• [Work to be completed]: Every line from the one with "config, payload path)" to the one with "impl std::fmt::Debug for", including those two, is to be copied exactly; all other lines of the entries below are left out.

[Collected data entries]

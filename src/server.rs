//! MCP server exposing the documentation search tools.

use crate::tools::reload::{ReloadRequest, handle_reload};
use crate::tools::search::{SearchRequest, handle_search};
use crate::tools::status::handle_index_status;
use crate::worker::ServerState;
use rmcp::{
    ServerHandler,
    handler::server::{router::tool::ToolRouter, wrapper::Parameters},
    model::*,
    schemars::{JsonSchema, generate::SchemaSettings},
    tool, tool_handler, tool_router,
};
use std::sync::Arc;

/// MCP Server for documentation search queries
#[derive(Clone)]
pub struct DocSearchServer {
    /// Shared server state (engine, config, payload path)
    state: Arc<ServerState>,

    /// Tool router for handling MCP tool calls
    tool_router: ToolRouter<Self>,
}

impl std::fmt::Debug for DocSearchServer {
    fn fmt(&self, f: &mut std::fmt::Formatter<'_>) -> std::fmt::Result {
        f.debug_struct("DocSearchServer")
            .field("state", &self.state)
            .finish()
    }
}

#[tool_router]
impl DocSearchServer {
    /// Create a new server around shared state.
    pub fn new(state: Arc<ServerState>) -> Self {
        Self {
            state,
            tool_router: Self::tool_router(),
        }
    }

    /// Get a reference to the shared state.
    pub const fn state(&self) -> &Arc<ServerState> {
        &self.state
    }

    #[tool(
        description = "Search the documentation. All words must match; titles weigh more than body text. Quote a phrase for an exact sequence and end a word with * for prefix matching. Returns ranked entries with page, title, category, location and a text snippet.",
        input_schema = inline_schema_for_type::<SearchRequest>()
    )]
    async fn search(
        &self,
        Parameters(request): Parameters<SearchRequest>,
    ) -> std::result::Result<String, String> {
        handle_search(&self.state, request).await
    }

    #[tool(
        description = "Rebuild the search index from the generated documentation payload. Without a path, re-reads the current payload. If the payload cannot be parsed the previous index keeps serving.",
        input_schema = inline_schema_for_type::<ReloadRequest>()
    )]
    async fn reload_index(
        &self,
        Parameters(request): Parameters<ReloadRequest>,
    ) -> std::result::Result<String, String> {
        handle_reload(&self.state, request).await
    }

    #[tool(
        description = "Report the search index state (empty, building, ready, rebuilding), document and term counts, and records skipped during the last build."
    )]
    async fn index_status(&self) -> std::result::Result<String, String> {
        Ok(handle_index_status(&self.state).await)
    }
}

#[tool_handler]
impl ServerHandler for DocSearchServer {
    fn get_info(&self) -> ServerInfo {
        ServerInfo::new(ServerCapabilities::builder().enable_tools().build())
            .with_protocol_version(ProtocolVersion::V_2024_11_05)
            .with_server_info(Implementation::from_build_env())
            .with_instructions(
                "docsearch-mcp: full-text search over a generated documentation site. \
                 Use search to find pages, sections, types and methods. \
                 Use reload_index after the documentation is regenerated, and index_status to inspect the index."
                    .to_string(),
            )
    }
}

/// Generate an inline JSON schema for MCP tools
///
/// Unlike rmcp's default `schema_for_type()`, this function sets `inline_subschemas = true`
/// to generate inline definitions instead of $ref patterns.
pub fn inline_schema_for_type<T: JsonSchema>() -> Arc<JsonObject> {
    let mut settings = SchemaSettings::draft07();
    settings.transforms = vec![Box::new(rmcp::schemars::transform::AddNullable::default())];
    settings.inline_subschemas = true;

    let generator = settings.into_generator();
    let schema = generator.into_root_schema_for::<T>();
    let object = serde_json::to_value(schema).expect("failed to serialize schema");

    let json_object = match object {
        serde_json::Value::Object(object) => object,
        _ => panic!("Schema serialization produced non-object value"),
    };

    Arc::new(json_object)
}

• [Solution below]:
    /// Shared server state (engine, config, payload path)
    state: Arc<ServerState>,

    /// Tool router for handling MCP tool calls
    tool_router: ToolRouter<Self>,
}

impl std::fmt::Debug for DocSearchServer {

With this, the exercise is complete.